MXD6:メタキシリレンジアミンとアジピン酸から合成されるポリアミド樹脂、三菱ガス化学社製、MXナイロン 6000
N12:ポリアミド12、宇部興産社製、3024U
N6:ポリアミド6、宇部興産社製、1022B
<フィルムの製造>
表1~3に示すポリアミド樹脂(表2、表3は、質量比である)を、ダイから溶融押出した。具体的には、溶融混練したポリアミド樹脂を、厚み135μmとなるように押し出た。その後、二軸延伸装置(テンター法、EX105S、株式会社東洋精機製作所製)を用いて、MD方向およびTD方向にそれぞれ2.25倍となるように延伸を行った後、180℃で熱固定しながら緩和して延伸フィルムを得た。
未延伸フィルム(上記押出後、冷却したフィルム)および延伸フィルムについて、以下の通り、各種特性の評価を行った。結果を下記表1~3に示す。
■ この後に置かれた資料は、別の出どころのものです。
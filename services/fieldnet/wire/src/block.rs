//! Long-telegram block headers.
//!
//! A long telegram travels as a sequence of ordinary OSI-7 payloads whose
//! fourth byte is zero. All of them share a six byte prefix:
//!
//! ```text
//! +-----------+--------+-------------+----------------------------+
//! | sender 3B | 0x00   | kind (low4) | block type << 4 | block nr |
//! +-----------+--------+-------------+----------------------------+
//! ```
//!
//! followed by family specific fields (total length and piece count on the
//! start piece, the piece index on next pieces, a checksum slot on the end
//! piece) and then the carried data.

use bytes::{Buf, BufMut, Bytes, BytesMut};
use serde::{Deserialize, Serialize};

use crate::WireError;

/// Default OSI-7 frame budget of the field link layer in bytes
pub const FRAME_BUDGET: usize = 238;

/// Size of the prefix shared by all block headers
pub const COMMON_HEADER_SIZE: usize = 6;

/// Offset of the byte that marks a payload as a long-telegram fragment
pub const MARKER_OFFSET: usize = 3;

/// Highest block number; block numbers run 1..=15
pub const MAX_BLOCK_NUMBER: u8 = 15;

/// Maximum number of next pieces a Big block can announce
pub const MAX_BIG_PIECES: usize = 253;

/// Largest total length expressible in a Bigger start piece
pub const MAX_BIGGER_TOTAL: usize = (1 << 24) - 1;

/// Set on every block type nibble (bit 4 of byte 5)
const BLOCK_TYPE_FLAG: u8 = 0x1;

/// Whether an OSI-7 payload is a long-telegram fragment
pub fn is_long_telegram(payload: &[u8]) -> bool {
    payload.len() >= COMMON_HEADER_SIZE && payload[MARKER_OFFSET] == 0
}

/// Frame family used for a whole long telegram
#[derive(Debug, Clone, Copy, PartialEq, Eq, Hash, Serialize, Deserialize)]
pub enum FrameFamily {
    /// Fits into a single frame
    Short,
    /// 1 byte piece counters, 2 byte total length
    Big,
    /// 2 byte piece counters, 3 byte total length
    Bigger,
}

impl FrameFamily {
    /// Pick the family for a payload of `len` bytes under a frame budget
    pub fn select(len: usize, budget: usize) -> Self {
        if len + COMMON_HEADER_SIZE <= budget {
            FrameFamily::Short
        } else if len < big_capacity(budget) {
            FrameFamily::Big
        } else {
            FrameFamily::Bigger
        }
    }

    /// Header size of the start piece (the single piece for Short)
    pub fn start_header_len(self) -> usize {
        match self {
            FrameFamily::Short => COMMON_HEADER_SIZE,
            FrameFamily::Big => COMMON_HEADER_SIZE + 3,
            FrameFamily::Bigger => COMMON_HEADER_SIZE + 5,
        }
    }

    /// Header size of a next piece
    pub fn next_header_len(self) -> usize {
        match self {
            FrameFamily::Short => COMMON_HEADER_SIZE,
            FrameFamily::Big => COMMON_HEADER_SIZE + 1,
            FrameFamily::Bigger => COMMON_HEADER_SIZE + 2,
        }
    }

    /// Header size of the end piece
    pub fn end_header_len(self) -> usize {
        match self {
            FrameFamily::Short => COMMON_HEADER_SIZE,
            FrameFamily::Big => COMMON_HEADER_SIZE + 2,
            FrameFamily::Bigger => COMMON_HEADER_SIZE + 4,
        }
    }

    /// Largest piece count a start piece of this family can announce
    pub fn max_pieces(self) -> usize {
        match self {
            FrameFamily::Short => 0,
            FrameFamily::Big => MAX_BIG_PIECES,
            FrameFamily::Bigger => u16::MAX as usize,
        }
    }

    /// Block type nibble carried in the high half of byte 5
    pub fn block_type(self) -> u8 {
        match self {
            FrameFamily::Short => BLOCK_TYPE_FLAG,
            FrameFamily::Big => 0x2 | BLOCK_TYPE_FLAG,
            FrameFamily::Bigger => 0x4 | BLOCK_TYPE_FLAG,
        }
    }

    /// Parse a block type nibble
    pub fn from_block_type(value: u8) -> Result<Self, WireError> {
        match value {
            0x1 => Ok(FrameFamily::Short),
            0x3 => Ok(FrameFamily::Big),
            0x5 => Ok(FrameFamily::Bigger),
            _ => Err(WireError::BlockType(value)),
        }
    }
}

/// Exclusive upper bound on payload length for the Big family
pub fn big_capacity(budget: usize) -> usize {
    let family = FrameFamily::Big;
    MAX_BIG_PIECES * (budget - family.next_header_len())
        + (budget - family.start_header_len())
        + (budget - family.end_header_len())
}

/// Kind of a single fragment (low nibble of byte 4)
#[repr(u8)]
#[derive(Debug, Clone, Copy, PartialEq, Eq, Hash, Serialize, Deserialize)]
pub enum FragmentKind {
    /// Whole telegram in one frame
    ShortBlock = 0x0,
    /// First piece of a Big block
    StartBig = 0x1,
    /// Middle piece of a Big block
    NextBigPiece = 0x2,
    /// Last piece of a Big block
    EndBigBlock = 0x3,
    /// First piece of a Bigger block
    StartBigger = 0x4,
    /// Middle piece of a Bigger block
    NextBiggerPiece = 0x5,
    /// Last piece of a Bigger block
    EndBiggerBlock = 0x6,
}

impl TryFrom<u8> for FragmentKind {
    type Error = WireError;

    fn try_from(value: u8) -> Result<Self, Self::Error> {
        match value {
            0x0 => Ok(FragmentKind::ShortBlock),
            0x1 => Ok(FragmentKind::StartBig),
            0x2 => Ok(FragmentKind::NextBigPiece),
            0x3 => Ok(FragmentKind::EndBigBlock),
            0x4 => Ok(FragmentKind::StartBigger),
            0x5 => Ok(FragmentKind::NextBiggerPiece),
            0x6 => Ok(FragmentKind::EndBiggerBlock),
            _ => Err(WireError::Kind(value)),
        }
    }
}

impl FragmentKind {
    /// Family the fragment belongs to
    pub fn family(self) -> FrameFamily {
        match self {
            FragmentKind::ShortBlock => FrameFamily::Short,
            FragmentKind::StartBig | FragmentKind::NextBigPiece | FragmentKind::EndBigBlock => {
                FrameFamily::Big
            }
            FragmentKind::StartBigger
            | FragmentKind::NextBiggerPiece
            | FragmentKind::EndBiggerBlock => FrameFamily::Bigger,
        }
    }

    /// Whether this fragment opens a new block
    pub fn is_start(self) -> bool {
        matches!(
            self,
            FragmentKind::ShortBlock | FragmentKind::StartBig | FragmentKind::StartBigger
        )
    }
}

/// Family specific part of a block header
#[derive(Debug, Clone, Copy, PartialEq, Eq)]
pub enum BlockPiece {
    /// Single-frame block
    Short,
    /// Start piece announcing the whole block
    Start {
        /// Total payload length of the block
        total_len: u32,
        /// Number of next pieces that follow
        piece_count: u16,
    },
    /// Middle piece
    Next {
        /// 1-based piece index
        index: u16,
    },
    /// End piece
    End {
        /// Checksum slot; written as a placeholder and never verified
        checksum: u32,
    },
}

/// Decoded long-telegram block header
#[derive(Debug, Clone, Copy, PartialEq, Eq)]
pub struct BlockHeader {
    /// Sender address (24 bit)
    pub sender: u32,
    /// Frame family of the block
    pub family: FrameFamily,
    /// Block number 1..=15
    pub block_number: u8,
    /// Piece specific fields
    pub piece: BlockPiece,
}

impl BlockHeader {
    /// Fragment kind encoded for this header
    pub fn kind(&self) -> FragmentKind {
        match (self.family, self.piece) {
            (FrameFamily::Big, BlockPiece::Start { .. }) => FragmentKind::StartBig,
            (FrameFamily::Big, BlockPiece::Next { .. }) => FragmentKind::NextBigPiece,
            (FrameFamily::Big, BlockPiece::End { .. }) => FragmentKind::EndBigBlock,
            (FrameFamily::Bigger, BlockPiece::Start { .. }) => FragmentKind::StartBigger,
            (FrameFamily::Bigger, BlockPiece::Next { .. }) => FragmentKind::NextBiggerPiece,
            (FrameFamily::Bigger, BlockPiece::End { .. }) => FragmentKind::EndBiggerBlock,
            _ => FragmentKind::ShortBlock,
        }
    }

    /// Size of the encoded header
    pub fn encoded_len(&self) -> usize {
        match self.piece {
            BlockPiece::Short => COMMON_HEADER_SIZE,
            BlockPiece::Start { .. } => self.family.start_header_len(),
            BlockPiece::Next { .. } => self.family.next_header_len(),
            BlockPiece::End { .. } => self.family.end_header_len(),
        }
    }

    /// Encode the header (big-endian fields)
    pub fn encode(&self, buf: &mut BytesMut) {
        buf.put_uint(u64::from(self.sender & 0x00FF_FFFF), 3);
        buf.put_u8(0);
        buf.put_u8(self.kind() as u8);
        buf.put_u8((self.family.block_type() << 4) | (self.block_number & 0x0F));

        let wide = self.family == FrameFamily::Bigger;
        match self.piece {
            BlockPiece::Short => {}
            BlockPiece::Start {
                total_len,
                piece_count,
            } => {
                if wide {
                    buf.put_uint(u64::from(total_len), 3);
                    buf.put_u16(piece_count);
                } else {
                    buf.put_u16(total_len as u16);
                    buf.put_u8(piece_count as u8);
                }
            }
            BlockPiece::Next { index } => {
                if wide {
                    buf.put_u16(index);
                } else {
                    buf.put_u8(index as u8);
                }
            }
            BlockPiece::End { checksum } => {
                if wide {
                    buf.put_u32(checksum);
                } else {
                    buf.put_u16(checksum as u16);
                }
            }
        }
    }

    /// Decode a header from the front of `buf`, leaving the carried data behind
    pub fn decode(buf: &mut Bytes) -> Result<Self, WireError> {
        if buf.len() < COMMON_HEADER_SIZE {
            return Err(WireError::Incomplete {
                needed: COMMON_HEADER_SIZE,
                available: buf.len(),
            });
        }
        if buf[MARKER_OFFSET] != 0 {
            return Err(WireError::NotFragment);
        }

        let kind = FragmentKind::try_from(buf[4] & 0x0F)?;
        let block_type = buf[5] >> 4;
        let block_number = buf[5] & 0x0F;

        let family = FrameFamily::from_block_type(block_type)?;
        if family != kind.family() {
            return Err(WireError::BlockType(block_type));
        }
        if block_number == 0 {
            return Err(WireError::BlockNumber(block_number));
        }

        let header_len = match kind {
            FragmentKind::ShortBlock => COMMON_HEADER_SIZE,
            FragmentKind::StartBig | FragmentKind::StartBigger => family.start_header_len(),
            FragmentKind::NextBigPiece | FragmentKind::NextBiggerPiece => family.next_header_len(),
            FragmentKind::EndBigBlock | FragmentKind::EndBiggerBlock => family.end_header_len(),
        };
        if buf.len() < header_len {
            return Err(WireError::Incomplete {
                needed: header_len,
                available: buf.len(),
            });
        }

        let sender = buf.get_uint(3) as u32;
        buf.advance(3);

        let wide = family == FrameFamily::Bigger;
        let piece = match kind {
            FragmentKind::ShortBlock => BlockPiece::Short,
            FragmentKind::StartBig | FragmentKind::StartBigger => {
                if wide {
                    BlockPiece::Start {
                        total_len: buf.get_uint(3) as u32,
                        piece_count: buf.get_u16(),
                    }
                } else {
                    BlockPiece::Start {
                        total_len: u32::from(buf.get_u16()),
                        piece_count: u16::from(buf.get_u8()),
                    }
                }
            }
            FragmentKind::NextBigPiece | FragmentKind::NextBiggerPiece => BlockPiece::Next {
                index: if wide {
                    buf.get_u16()
                } else {
                    u16::from(buf.get_u8())
                },
            },
            FragmentKind::EndBigBlock | FragmentKind::EndBiggerBlock => BlockPiece::End {
                checksum: if wide {
                    buf.get_u32()
                } else {
                    u32::from(buf.get_u16())
                },
            },
        };

        Ok(Self {
            sender,
            family,
            block_number,
            piece,
        })
    }
}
JIS K 7127:1994に従い、10mm幅の短冊を用い、50mm/分の試験速度で測定した。測定に際し、延伸フィルムのMD方向に引張り試験を行い、チャック間距離を50mmとした。
Claims (4)
- ポリアミド樹脂(A)を含む樹脂組成物から形成され、
前記ポリアミド樹脂(A)がジアミン由来の構成単位と、ジカルボン酸由来の構成単位から構成され、
前記ジアミン由来の構成単位の70モル%以上がキシリレンジアミンに由来し、
前記ジカルボン酸由来の構成単位の70モル%以上が炭素数11~14のα,ω-直鎖脂肪族ジカルボン酸に由来し、
前記キシリレンジアミンは、10~90モル%のメタキシリレンジアミンと、90~10モル%のパラキシリレンジアミン(ただし、メタキシリレンジアミンとパラキシリレンジアミンの合計が100モル%を超えることはない)を含み、
前記炭素数11~14のα,ω-直鎖脂肪族ジカルボン酸が、1,12-ドデカン二酸を含み、
前記ポリアミド樹脂(A)の含有量が前記樹脂組成物の90質量%超である、
延伸フィルム。 - 前記キシリレンジアミンは、40~80モル%のメタキシリレンジアミンと、60~20モル%のパラキシリレンジアミン(ただし、メタキシリレンジアミンとパラキシリレンジアミンの合計が100モル%を超えることはない)を含む、請求項1に記載の延伸フィルム。
- 前記キシリレンジアミンは、51~75モル%のメタキシリレンジアミンと、49~25モル%のパラキシリレンジアミン(ただし、メタキシリレンジアミンとパラキシリレンジアミンの合計が100モル%を超えることはない)を含む、請求項1に記載の延伸フィルム。
- 請求項1~3のいずれか1項に記載の延伸フィルムを含む多層体。